この辺りでは、お墓参りは8月1日と決まっていて お墓を管理している 「 本家 」 の人間が事前に掃除をしておき お墓参りの当日は、一族郎党集まってお参りした後 「 本家 」 で一席設けられます。
うちは集まるほどの郎党もいないので 毎年、西紅柿一人でお参りしてきます。
うちのお墓は、集落を見渡せる小高い山の中腹にあって 細い山道を上り詰めると、賑やかなせみ時雨が迎えてくれます。
お墓掃除は春に済ませてあるので、軽く迦陵塔(かろうとう)を洗い 全部の墓標に花を飾って線香を手向け 父の好きだったお酒を、迦陵塔の上からかけ流す。
墓前にしゃがんで手を合わせ、目を閉じると 子供のころ、一家総出でお参りに来たことなどが思い出される。
せみ時雨は更に勢いを増して、時折強弱をつけながら 降るように、湧き上がるように、山全体に響き渡り せみの声以外の音は何も聞こえず 立ち込める線香の煙と、セミの声とに包み込まれていると 自分が人間なのか、セミなのか、一瞬意識が遠のきそうになったとき 迦陵塔のわきに立てられた卒塔婆に セミの抜け殻が着いているのが見えた。

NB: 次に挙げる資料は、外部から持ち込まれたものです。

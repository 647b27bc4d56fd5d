//! Command loop: reads [`Command`]s, drives the [`Session`] and renders the
//! title, status line and notices as plain text.

use std::{
  io::{
    BufRead,
    Write,
  },
  path::PathBuf,
};

use eyre::Result;
use the_lib::session::{
  APP_NAME,
  Session,
  SessionError,
  SessionObserver,
  UnsavedChoice,
};

use crate::command::{
  Command,
  FontChange,
  ParseError,
};

/// Mirrors session signals into the log.
pub struct LogObserver;

impl SessionObserver for LogObserver {
  fn on_buffer_changed(&mut self, version: u64) {
    log::trace!("buffer changed: version {version}");
  }

  fn on_caret_moved(&mut self, line: usize, column: usize) {
    log::trace!("caret moved: Ln {line}, Col {column}");
  }
}

#[derive(Debug, Clone, Copy, PartialEq, Eq)]
enum Flow {
  Continue,
  Quit,
}

pub struct App<R, W> {
  session: Session,
  input:   R,
  output:  W,
}

impl<R: BufRead, W: Write> App<R, W> {
  pub fn new(session: Session, input: R, output: W) -> Self {
    Self {
      session,
      input,
      output,
    }
  }

  pub fn into_output(self) -> W {
    self.output
  }

  /// Open the file named on the command line. A missing file leaves an empty
  /// document with the failure shown as a notice.
  pub fn open_initial(&mut self, path: PathBuf) -> Result<()> {
    let result = self.session.open(path, |_| UnsavedChoice::Discard);
    self.report(result.map(|_| ()))?;
    self.render_status()
  }

  pub fn run(&mut self) -> Result<()> {
    writeln!(self.output, "{}", self.session.title())?;
    let mut line = String::new();
    loop {
      line.clear();
      if self.input.read_line(&mut line)? == 0 {
        if self.session.is_modified() {
          log::warn!("input closed with unsaved changes");
          writeln!(
            self.output,
            "Unsaved changes to {} were not saved.",
            self.session.state().display_name()
          )?;
        }
        break;
      }

      let command = match line.parse::<Command>() {
        Ok(command) => command,
        Err(ParseError::Empty) => continue,
        Err(err) => {
          writeln!(self.output, "error: {err}")?;
          continue;
        },
      };
      log::debug!("command: {command:?}");

      if self.execute(command)? == Flow::Quit {
        break;
      }
      self.render_status()?;
    }
    self.output.flush()?;
    Ok(())
  }

  fn execute(&mut self, command: Command) -> Result<Flow> {
    let result = match command {
      Command::Insert(text) => self.session.insert(&text),
      Command::Newline => self.session.insert_newline(),
      Command::Delete(count) => self.session.delete_forward(count),
      Command::Backspace(count) => self.session.backspace(count),
      Command::Goto(offset) => self.session.move_caret(offset).map(|_| ()),
      Command::Line(line) => self.session.goto_line(line, 1).map(|_| ()),
      Command::Find(pattern) => {
        self.session.find(&pattern);
        Ok(())
      },
      Command::Next => {
        let pattern = self.session.search().pattern().to_string();
        if pattern.is_empty() {
          self.session.messages_mut().info("Nothing to find");
        } else {
          self.session.find(&pattern);
        }
        Ok(())
      },
      Command::Replace {
        pattern,
        replacement,
      } => {
        self
          .session
          .replace_first(&pattern, &replacement)
          .map(|_| ())
      },
      Command::Select { start, end } => self.session.select(start..end),
      Command::SelectAll => {
        self.session.select_all();
        Ok(())
      },
      Command::Cut => {
        let cut = self.session.cut();
        self.notice_unless_done(cut, "Nothing selected")
      },
      Command::Copy => {
        let copied = self.session.copy();
        self.notice_unless_done(copied, "Nothing selected")
      },
      Command::Paste => {
        let pasted = self.session.paste();
        self.notice_unless_done(pasted, "Clipboard is empty")
      },
      Command::Undo => self.session.undo().map(|_| ()),
      Command::Redo => self.session.redo().map(|_| ()),
      Command::New => {
        self
          .session
          .new_file(|session| prompt_unsaved(&mut self.input, &mut self.output, session))
          .map(|_| ())
      },
      Command::Open(path) => {
        self
          .session
          .open(path, |session| {
            prompt_unsaved(&mut self.input, &mut self.output, session)
          })
          .map(|_| ())
      },
      Command::Save => {
        match self.session.save() {
          Err(SessionError::Untitled) => {
            match read_path(&mut self.input, &mut self.output, "Save as: ")? {
              Some(path) => self.session.save_as(path),
              None => Ok(()),
            }
          },
          other => other,
        }
      },
      Command::SaveAs(path) => self.session.save_as(path),
      Command::Print => self.session.print(),
      Command::Font(change) => {
        let size = match change {
          FontChange::Increase => self.session.increase_font(),
          FontChange::Decrease => self.session.decrease_font(),
          FontChange::Reset => self.session.reset_font(),
        };
        writeln!(self.output, "Font size: {size}")?;
        Ok(())
      },
      Command::Status(visible) => {
        self.session.set_status_bar_visible(visible);
        Ok(())
      },
      Command::Show => {
        write!(self.output, "{}", self.session.buffer())?;
        if !self.session.buffer().is_empty() {
          writeln!(self.output)?;
        }
        Ok(())
      },
      Command::About => {
        writeln!(
          self.output,
          "{APP_NAME} {}: a plain text notepad",
          env!("CARGO_PKG_VERSION")
        )?;
        Ok(())
      },
      Command::Quit => {
        let closed = self
          .session
          .close(|session| prompt_unsaved(&mut self.input, &mut self.output, session));
        match closed {
          Ok(true) => return Ok(Flow::Quit),
          other => other.map(|_| ()),
        }
      },
    };

    self.report(result)?;
    Ok(Flow::Continue)
  }

  fn notice_unless_done(
    &mut self,
    result: the_lib::session::Result<bool>,
    notice: &str,
  ) -> the_lib::session::Result<()> {
    if let Ok(false) = result {
      self.session.messages_mut().info(notice);
    }
    result.map(|_| ())
  }

  /// Print pending notices. I/O failures are already published as messages;
  /// anything else is a rejected command.
  fn report(&mut self, result: the_lib::session::Result<()>) -> Result<()> {
    match result {
      Ok(()) | Err(SessionError::Io(_)) => {},
      Err(err) => writeln!(self.output, "error: {err}")?,
    }
    if let Some(message) = self.session.messages_mut().dismiss_active() {
      writeln!(self.output, "{}", message.text)?;
    }
    Ok(())
  }

  fn render_status(&mut self) -> Result<()> {
    if !self.session.state().status_bar_visible {
      return Ok(());
    }
    let modified = if self.session.is_modified() { "*" } else { "" };
    writeln!(
      self.output,
      "[{}{modified}] {}",
      self.session.title(),
      self.session.status_line()
    )?;
    Ok(())
  }
}

/// Ask what to do with unsaved changes. End of input cancels.
fn prompt_unsaved<R: BufRead, W: Write>(
  input: &mut R,
  output: &mut W,
  session: &Session,
) -> UnsavedChoice {
  loop {
    let question = format!(
      "Save changes to {}? [y/n/c] ",
      session.state().display_name()
    );
    let Ok(Some(answer)) = read_answer(input, output, &question) else {
      return UnsavedChoice::Cancel;
    };
    match answer.to_lowercase().as_str() {
      "y" | "yes" => {
        if session.state().current_file.is_some() {
          return UnsavedChoice::Save;
        }
        return match read_path(input, output, "Save as: ") {
          Ok(Some(path)) => UnsavedChoice::SaveAs(path),
          _ => UnsavedChoice::Cancel,
        };
      },
      "n" | "no" => return UnsavedChoice::Discard,
      "c" | "cancel" => return UnsavedChoice::Cancel,
      _ => continue,
    }
  }
}

fn read_path<R: BufRead, W: Write>(
  input: &mut R,
  output: &mut W,
  question: &str,
) -> std::io::Result<Option<PathBuf>> {
  Ok(read_answer(input, output, question)?.map(PathBuf::from))
}

/// `None` on end of input or an empty answer.
fn read_answer<R: BufRead, W: Write>(
  input: &mut R,
  output: &mut W,
  question: &str,
) -> std::io::Result<Option<String>> {
  write!(output, "{question}")?;
  output.flush()?;
  let mut answer = String::new();
  if input.read_line(&mut answer)? == 0 {
    return Ok(None);
  }
  let answer = answer.trim();
  Ok((!answer.is_empty()).then(|| answer.to_string()))
}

セミは、7年間を土の中で過ごした後 地上に出てきて、わずか7日間で一生を全うするという。
きっと、少しでも高いところから
なんて思いながら見ていると 数枚重なった卒塔婆の隙間に、何か挟まっている。
近寄って卒塔婆を開いて見ると それは、セミの 「 抜け殻 」 ではなくて セミそのものが干からびて、カラカラになったものだった。
きっと、土の中から出てきて脱皮した時に 何かの拍子に卒塔婆の隙間に挟まったまま 動けなくなってしまったのだろう。
やっと地上に出てきたのに 飛ぶことも、鳴くこともできなかったなんて。。。
今日は迎え盆。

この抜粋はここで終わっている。